One of my favorite subjects is China. I have been studying and doing analysis on the Forbidden Kingdom for years. I wrote my first paper on the subject for Admiral Dewy just before he took Manila because he wanted to know how the Chinese Empress would react to US military action in Asia (yes, that's a joke, I'm not quite that old, yet). Anyway, I recently took part in a round table on Chinese expansionism and thought it might be a good time to blog about what our friends in Beijing are up to these days (by the way, I love Peking Duck but, to be Politically Correct, shouldn't we be calling it Beijing Duck now?).
China has always had a goal of becoming the single dominant power in Asia. It has been patient and disciplined in moving slowly towards accomplishing that goal but hey have had a few speed bumps recently which has caused them to adjust the goals slightly and revamp their timeline.

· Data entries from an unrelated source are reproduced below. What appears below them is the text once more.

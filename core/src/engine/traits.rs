use std::collections::HashMap;

use async_trait::async_trait;
use serde_json::Value;

use crate::error::NodeExecutorError;
use crate::plan::{Artifact, OutputKind};
use crate::schema::{RepairRecord, WrapKind};

/// A node after asset resolution and schema repair, ready to hand to an
/// executor.
///
/// Prompt template, system prompt, temperature and schema already
/// reflect any ready execution asset; the schema (when present) has
/// passed through repair and is safe for strict structured output.
#[derive(Debug, Clone)]
pub struct PreparedNode {
    pub id: String,
    pub description: String,
    pub inputs: Vec<String>,
    pub prompt_template: String,
    pub output_type: OutputKind,
    pub schema: Option<Value>,
    pub model: Option<String>,
    pub temperature: Option<f64>,
    pub system_prompt: Option<String>,
    /// Envelope added by schema repair. The engine strips it from the
    /// response artifact; executors only forward the schema as-is.
    pub wrap: WrapKind,
    /// Schema repair diagnostics for this node, empty when no schema or
    /// nothing to fix.
    pub repairs: Vec<RepairRecord>,
    /// True when repair fell back to the minimal object schema.
    pub schema_degraded: bool,
}

/// Executes one prepared node against a generative backend.
///
/// Implementations must be thread-safe (Send + Sync); the engine calls
/// `execute` concurrently for every node of a batch.
#[async_trait]
pub trait NodeExecutor: Send + Sync {
    /// Produces the node's artifact.
    ///
    /// `inputs` holds the artifacts of exactly the node's declared
    /// dependencies; `raw_input` is the run input, passed only to root
    /// nodes.
    ///
    /// # Errors
    ///
    /// Returns `NodeExecutorError` if the prompt cannot be rendered,
    /// the backend call fails, or the response cannot be turned into
    /// an artifact of the node's output type.
    async fn execute(
        &self,
        node: &PreparedNode,
        inputs: &HashMap<String, Artifact>,
        raw_input: Option<&str>,
    ) -> Result<Artifact, NodeExecutorError>;
}
use std::collections::{HashMap, HashSet};

use crate::error::EngineError;
use crate::plan::Plan;

/// Dependency-level analysis of a plan.
///
/// Levels drive scheduling: all nodes of one level form a batch that
/// runs concurrently once every earlier batch has settled.
#[derive(Debug, Clone)]
pub struct PlanGraph {
    /// Dependency depth per node: roots are 0, every other node one
    /// past its deepest input.
    pub levels: HashMap<String, usize>,

    /// Node ids grouped by level, plan order preserved within a batch.
    pub batches: Vec<Vec<String>>,

    /// Longest dependency chain terminating at the plan's final output.
    pub critical_path: Vec<String>,

    /// Dependency edges as (source, target) pairs in plan order.
    pub edges: Vec<(String, String)>,

    batch_index: HashMap<String, usize>,
}

impl PlanGraph {
    /// Analyzes a structurally valid plan.
    ///
    /// # Algorithm
    ///
    /// Levels are assigned by a memoized depth-first walk over each
    /// node's inputs. The walk keeps the set of nodes on the active
    /// path; revisiting one is the engine's sole cycle check and fails
    /// with [`EngineError::CircularDependency`] naming that node.
    pub fn analyze(plan: &Plan) -> Result<Self, EngineError> {
        let mut levels: HashMap<String, usize> = HashMap::with_capacity(plan.nodes.len());

        for node in &plan.nodes {
            let mut on_path = HashSet::new();
            level_for(plan, &node.id, &mut levels, &mut on_path)?;
        }

        let max_level = levels.values().copied().max().unwrap_or(0);
        let mut batches: Vec<Vec<String>> = Vec::with_capacity(max_level + 1);
        let mut batch_index: HashMap<String, usize> = HashMap::with_capacity(plan.nodes.len());
        for level in 0..=max_level {
            let batch: Vec<String> = plan
                .nodes
                .iter()
                .filter(|n| levels.get(&n.id) == Some(&level))
                .map(|n| n.id.clone())
                .collect();
            if !batch.is_empty() {
                for id in &batch {
                    batch_index.insert(id.clone(), batches.len());
                }
                batches.push(batch);
            }
        }

        let critical_path = critical_path(plan, &levels);

        let edges = plan
            .nodes
            .iter()
            .flat_map(|n| {
                n.inputs
                    .iter()
                    .map(|input| (input.clone(), n.id.clone()))
                    .collect::<Vec<_>>()
            })
            .collect();

        Ok(Self {
            levels,
            batches,
            critical_path,
            edges,
            batch_index,
        })
    }

    pub fn level_of(&self, node_id: &str) -> Option<usize> {
        self.levels.get(node_id).copied()
    }

    pub fn batch_of(&self, node_id: &str) -> Option<usize> {
        self.batch_index.get(node_id).copied()
    }

    pub fn batch_count(&self) -> usize {
        self.batches.len()
    }
}

fn level_for(
    plan: &Plan,
    node_id: &str,
    levels: &mut HashMap<String, usize>,
    on_path: &mut HashSet<String>,
) -> Result<usize, EngineError> {
    if on_path.contains(node_id) {
        return Err(EngineError::CircularDependency(node_id.to_string()));
    }
    if let Some(&level) = levels.get(node_id) {
        return Ok(level);
    }

    let node = plan
        .node(node_id)
        .ok_or_else(|| EngineError::InvalidPlan(format!("unknown node '{node_id}'")))?;

    if node.inputs.is_empty() {
        levels.insert(node_id.to_string(), 0);
        return Ok(0);
    }

    on_path.insert(node_id.to_string());
    let mut deepest = 0;
    for input in &node.inputs {
        deepest = deepest.max(level_for(plan, input, levels, on_path)?);
    }
    on_path.remove(node_id);

    let level = deepest + 1;
    levels.insert(node_id.to_string(), level);
    Ok(level)
}

/// Walks back from the final output, at each step following the input
/// with the strictly greatest level. Equal-level candidates keep the
/// earliest entry in the node's declared input order.
fn critical_path(plan: &Plan, levels: &HashMap<String, usize>) -> Vec<String> {
    let mut path = Vec::new();
    let mut current = plan.final_output.clone();

    loop {
        path.push(current.clone());
        let Some(node) = plan.node(&current) else {
            break;
        };
        let Some(first) = node.inputs.first() else {
            break;
        };

        let mut chosen = first.clone();
        for input in &node.inputs[1..] {
            let best = levels.get(&chosen).copied().unwrap_or(0);
            let candidate = levels.get(input).copied().unwrap_or(0);
            if candidate > best {
                chosen = input.clone();
            }
        }
        current = chosen;
    }

    path.reverse();
    path
}
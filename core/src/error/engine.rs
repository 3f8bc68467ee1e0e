use thiserror::Error;

use super::executor::NodeExecutorError;

/// Engine-level errors for plan validation, graph analysis and run execution
#[derive(Error, Debug)]
pub enum EngineError {
    #[error("Invalid plan: {0}")]
    InvalidPlan(String),

    #[error("Circular dependency detected at node: {0}")]
    CircularDependency(String),

    #[error("Missing input artifact: node '{node_id}' requires '{missing}'")]
    MissingInputArtifact { node_id: String, missing: String },

    #[error("Node '{node_id}' failed: {source}")]
    NodeFailed {
        node_id: String,
        #[source]
        source: NodeExecutorError,
    },

    #[error("Final output artifact '{0}' was not produced")]
    FinalArtifactMissing(String),

    #[error("Scheduler error: {0}")]
    Scheduler(String),

    #[error("Config error: {0}")]
    Config(String),
}

impl EngineError {
    /// The node implicated in the error, if the error is attributable to one.
    pub fn node_id(&self) -> Option<&str> {
        match self {
            Self::CircularDependency(id) | Self::FinalArtifactMissing(id) => Some(id),
            Self::MissingInputArtifact { node_id, .. } | Self::NodeFailed { node_id, .. } => {
                Some(node_id)
            }
            Self::InvalidPlan(_) | Self::Scheduler(_) | Self::Config(_) => None,
        }
    }

    /// True when the failure happened before any node executor was invoked.
    pub fn is_pre_execution(&self) -> bool {
        matches!(
            self,
            Self::InvalidPlan(_) | Self::CircularDependency(_) | Self::Config(_)
        )
    }
}
use std::collections::HashMap;

use serde::{Deserialize, Serialize};
use serde_json::Value;

/// Output contract of a node: free text or schema-constrained JSON.
///
/// Planner payloads historically used `"json"` for the structured kind;
/// the alias keeps those plans loadable.
#[derive(Debug, Clone, Copy, PartialEq, Eq, Serialize, Deserialize)]
#[serde(rename_all = "lowercase")]
pub enum OutputKind {
    Text,
    #[serde(alias = "json")]
    Structured,
}

impl OutputKind {
    pub fn is_structured(&self) -> bool {
        matches!(self, Self::Structured)
    }
}

/// Lifecycle of a precomputed execution asset attached to a node.
#[derive(Debug, Clone, Copy, PartialEq, Eq, Serialize, Deserialize)]
#[serde(rename_all = "lowercase")]
pub enum AssetStatus {
    Pending,
    Generating,
    Ready,
    Error,
}

/// Sampling parameters carried by an execution asset.
#[derive(Debug, Clone, Default, PartialEq, Serialize, Deserialize)]
#[serde(rename_all = "camelCase")]
pub struct AssetParameters {
    #[serde(default, skip_serializing_if = "Option::is_none")]
    pub temperature: Option<f64>,
    #[serde(default, skip_serializing_if = "Option::is_none")]
    pub max_tokens: Option<u32>,
    #[serde(default, skip_serializing_if = "Option::is_none")]
    pub top_p: Option<f64>,
    #[serde(default, skip_serializing_if = "Option::is_none")]
    pub frequency_penalty: Option<f64>,
    #[serde(default, skip_serializing_if = "Option::is_none")]
    pub presence_penalty: Option<f64>,
}

/// Token estimate attached to an execution asset.
#[derive(Debug, Clone, Copy, Default, PartialEq, Eq, Serialize, Deserialize)]
pub struct TokenEstimate {
    pub prompt: u64,
    pub completion: u64,
}

/// Precomputed execution material for a node, produced by an upstream
/// asset-generation pass. When present and `Ready`, its prompt, system
/// prompt, schema and parameters take precedence over the node's own.
#[derive(Debug, Clone, Default, Serialize, Deserialize)]
#[serde(rename_all = "camelCase")]
pub struct ExecutionAsset {
    #[serde(default, skip_serializing_if = "Option::is_none")]
    pub generated_prompt: Option<String>,
    #[serde(default, skip_serializing_if = "Option::is_none")]
    pub system_prompt: Option<String>,
    #[serde(default, skip_serializing_if = "Option::is_none")]
    pub parameters: Option<AssetParameters>,
    #[serde(default, skip_serializing_if = "Option::is_none")]
    pub output_schema: Option<Value>,
    #[serde(default, skip_serializing_if = "Option::is_none")]
    pub estimated_cost: Option<f64>,
    #[serde(default, skip_serializing_if = "Option::is_none")]
    pub estimated_tokens: Option<TokenEstimate>,
}

/// One unit of work in a plan.
#[derive(Debug, Clone, Serialize, Deserialize)]
#[serde(rename_all = "camelCase")]
pub struct PlanNode {
    pub id: String,
    pub description: String,
    /// IDs of nodes whose artifacts this node consumes. Empty for roots.
    #[serde(default)]
    pub inputs: Vec<String>,
    /// Prompt template with `{{input}}` / `{{nodeId}}` placeholders.
    pub prompt_template: String,
    pub output_type: OutputKind,
    /// JSON Schema for structured output. Repaired before use; see the
    /// schema module.
    #[serde(default, alias = "jsonSchema", skip_serializing_if = "Option::is_none")]
    pub schema: Option<Value>,
    #[serde(default, skip_serializing_if = "Option::is_none")]
    pub model: Option<String>,
    #[serde(default, skip_serializing_if = "Option::is_none")]
    pub temperature: Option<f64>,
    #[serde(default, skip_serializing_if = "Option::is_none")]
    pub system_prompt: Option<String>,
    #[serde(default, skip_serializing_if = "Option::is_none")]
    pub asset: Option<ExecutionAsset>,
    #[serde(default, skip_serializing_if = "Option::is_none")]
    pub asset_status: Option<AssetStatus>,
    #[serde(default, skip_serializing_if = "Option::is_none")]
    pub asset_error: Option<String>,
}

impl PlanNode {
    pub fn is_root(&self) -> bool {
        self.inputs.is_empty()
    }

    /// The node's asset, if one exists and finished generating.
    pub fn ready_asset(&self) -> Option<&ExecutionAsset> {
        match (self.asset.as_ref(), self.asset_status) {
            (Some(asset), Some(AssetStatus::Ready)) => Some(asset),
            _ => None,
        }
    }
}

/// A DAG of LLM tasks produced by the planner.
#[derive(Debug, Clone, Serialize, Deserialize)]
#[serde(rename_all = "camelCase")]
pub struct Plan {
    pub goal: String,
    pub nodes: Vec<PlanNode>,
    /// ID of the node whose artifact is the run's result.
    pub final_output: String,
}

impl Plan {
    pub fn node(&self, id: &str) -> Option<&PlanNode> {
        self.nodes.iter().find(|n| n.id == id)
    }

    pub fn contains(&self, id: &str) -> bool {
        self.nodes.iter().any(|n| n.id == id)
    }

    pub fn len(&self) -> usize {
        self.nodes.len()
    }

    pub fn is_empty(&self) -> bool {
        self.nodes.is_empty()
    }
}

/// Payload of an artifact: plain text or a parsed JSON value.
#[derive(Debug, Clone, PartialEq, Serialize, Deserialize)]
#[serde(untagged)]
pub enum ArtifactContent {
    Text(String),
    Structured(Value),
}

impl ArtifactContent {
    pub fn as_text(&self) -> Option<&str> {
        match self {
            Self::Text(s) => Some(s),
            Self::Structured(_) => None,
        }
    }

    pub fn as_value(&self) -> Option<&Value> {
        match self {
            Self::Text(_) => None,
            Self::Structured(v) => Some(v),
        }
    }

    /// Flat string form, used for cache keys and prompt interpolation.
    /// Structured content renders as compact JSON.
    pub fn to_text(&self) -> String {
        match self {
            Self::Text(s) => s.clone(),
            Self::Structured(v) => v.to_string(),
        }
    }
}

/// Provenance and usage accounting attached to every artifact.
#[derive(Debug, Clone, Default, PartialEq, Serialize, Deserialize)]
#[serde(rename_all = "camelCase")]
pub struct ArtifactMetadata {
    pub node_id: String,
    #[serde(default, skip_serializing_if = "Option::is_none")]
    pub model: Option<String>,
    #[serde(default, skip_serializing_if = "Option::is_none")]
    pub prompt_tokens: Option<u64>,
    #[serde(default, skip_serializing_if = "Option::is_none")]
    pub completion_tokens: Option<u64>,
    #[serde(default, skip_serializing_if = "Option::is_none")]
    pub total_tokens: Option<u64>,
    /// Unix milliseconds at artifact creation.
    pub timestamp: i64,
}

/// The output of one node execution.
#[derive(Debug, Clone, PartialEq, Serialize, Deserialize)]
pub struct Artifact {
    #[serde(rename = "type")]
    pub kind: OutputKind,
    pub content: ArtifactContent,
    pub metadata: ArtifactMetadata,
}

impl Artifact {
    pub fn text(node_id: impl Into<String>, content: impl Into<String>) -> Self {
        Self {
            kind: OutputKind::Text,
            content: ArtifactContent::Text(content.into()),
            metadata: ArtifactMetadata {
                node_id: node_id.into(),
                timestamp: chrono::Utc::now().timestamp_millis(),
                ..Default::default()
            },
        }
    }

    pub fn structured(node_id: impl Into<String>, value: Value) -> Self {
        Self {
            kind: OutputKind::Structured,
            content: ArtifactContent::Structured(value),
            metadata: ArtifactMetadata {
                node_id: node_id.into(),
                timestamp: chrono::Utc::now().timestamp_millis(),
                ..Default::default()
            },
        }
    }

    /// Attach model and token usage, chained after a constructor.
    pub fn with_usage(
        mut self,
        model: impl Into<String>,
        prompt_tokens: u64,
        completion_tokens: u64,
    ) -> Self {
        self.metadata.model = Some(model.into());
        self.metadata.prompt_tokens = Some(prompt_tokens);
        self.metadata.completion_tokens = Some(completion_tokens);
        self.metadata.total_tokens = Some(prompt_tokens + completion_tokens);
        self
    }
}

/// Artifact map keyed by node id, as accumulated over a run.
pub type ArtifactMap = HashMap<String, Artifact>;
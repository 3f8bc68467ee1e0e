use std::path::{Path, PathBuf};

use super::types::EngineConfig;

/// Default ragdag data directory: ~/.ragdag
pub fn get_ragdag_data_dir() -> anyhow::Result<PathBuf> {
    let home = std::env::var("HOME")
        .or_else(|_| std::env::var("USERPROFILE"))
        .map_err(|_| anyhow::anyhow!("Cannot determine home directory"))?;
    Ok(PathBuf::from(home).join(".ragdag"))
}

/// Loads a config file from an explicit path.
pub fn load_from_path(path: &Path) -> anyhow::Result<EngineConfig> {
    let raw = std::fs::read_to_string(path)?;
    Ok(toml::from_str::<EngineConfig>(&raw)?)
}

/// Loads the engine config from the usual locations, then applies
/// environment overrides.
///
/// Priority: `~/.ragdag/config.toml`, then `./ragdag.toml`, then
/// built-in defaults. `RAGDAG_*` environment variables win over file
/// values; `OPENAI_API_KEY` is honored when no ragdag-specific key is
/// set.
pub fn load_default() -> anyhow::Result<EngineConfig> {
    let home_config = get_ragdag_data_dir()?.join("config.toml");
    let local_config = Path::new("ragdag.toml");

    let mut cfg: EngineConfig = if home_config.exists() {
        load_from_path(&home_config)?
    } else if local_config.exists() {
        load_from_path(local_config)?
    } else {
        EngineConfig::default()
    };

    apply_env_overrides(&mut cfg);
    Ok(cfg)
}

fn apply_env_overrides(cfg: &mut EngineConfig) {
    if let Ok(v) = std::env::var("RAGDAG_OPENAI_API_KEY") {
        if !v.trim().is_empty() {
            cfg.llm.api_key = v;
        }
    }
    if cfg.llm.api_key.trim().is_empty() {
        if let Ok(v) = std::env::var("OPENAI_API_KEY") {
            if !v.trim().is_empty() {
                cfg.llm.api_key = v;
            }
        }
    }
    if let Ok(v) = std::env::var("RAGDAG_OPENAI_BASE_URL") {
        if !v.trim().is_empty() {
            cfg.llm.base_url = v;
        }
    }
    if let Ok(v) = std::env::var("RAGDAG_DEFAULT_MODEL") {
        if !v.trim().is_empty() {
            cfg.llm.default_model = v;
        }
    }
    if let Some(n) = env_usize("RAGDAG_MAX_PARALLEL") {
        cfg.concurrency.max_parallel = n;
    }
    if let Some(n) = env_usize("RAGDAG_CACHE_CAPACITY") {
        cfg.cache.capacity = n;
    }
}

fn env_usize(name: &str) -> Option<usize> {
    std::env::var(name).ok().and_then(|v| v.trim().parse().ok())
}

#[cfg(test)]
mod tests {
    use std::io::Write;

    use pretty_assertions::assert_eq;

    use super::*;

    #[test]
    fn test_load_from_path() {
        let mut file = tempfile::NamedTempFile::new().unwrap();
        writeln!(
            file,
            r#"
            [concurrency]
            max_parallel = 2

            [cache]
            capacity = 5
            key_content_len = 50
            "#
        )
        .unwrap();

        let cfg = load_from_path(file.path()).unwrap();
        assert_eq!(cfg.concurrency.max_parallel, 2);
        assert_eq!(cfg.cache.capacity, 5);
        assert_eq!(cfg.cache.key_content_len, 50);
        // Untouched section keeps defaults.
        assert_eq!(cfg.llm.base_url, "https://api.openai.com/v1");
    }

    #[test]
    fn test_load_from_path_rejects_bad_toml() {
        let mut file = tempfile::NamedTempFile::new().unwrap();
        writeln!(file, "cache = \"not a table\"").unwrap();
        assert!(load_from_path(file.path()).is_err());
    }
}
pub mod engine;
pub mod executor;

pub use engine::EngineError;
pub use executor::NodeExecutorError;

The ruling Communist Party in China is about to have their regular elections to head the government and to fill the nine seats of the ruling committee (the real power in China). The process has not gone as smoothly this time as they would like. First of all, one of the men, who has generally been expected to head the party in the next term, suddenly fell from grace, causing a small political scramble at the top. That resulted in an attempted power grab (what the French call a coup) which failed but further shook up the old guard in the party.
To make matters worse, they have have a good old fashioned Western style scandal on their hands involving some of the same players. It seems a wealthy and influential British businessman was found dead in his hotel room in China - and it turns out that his wife, a close relative of the party member who fell from grace I mentioned above, may have been involved and that the death may have been part of a cover up and that British MI6 may also be involved.... the more details that come out about all this, the more it sounds like a plot from a Masterpiece Mystery special.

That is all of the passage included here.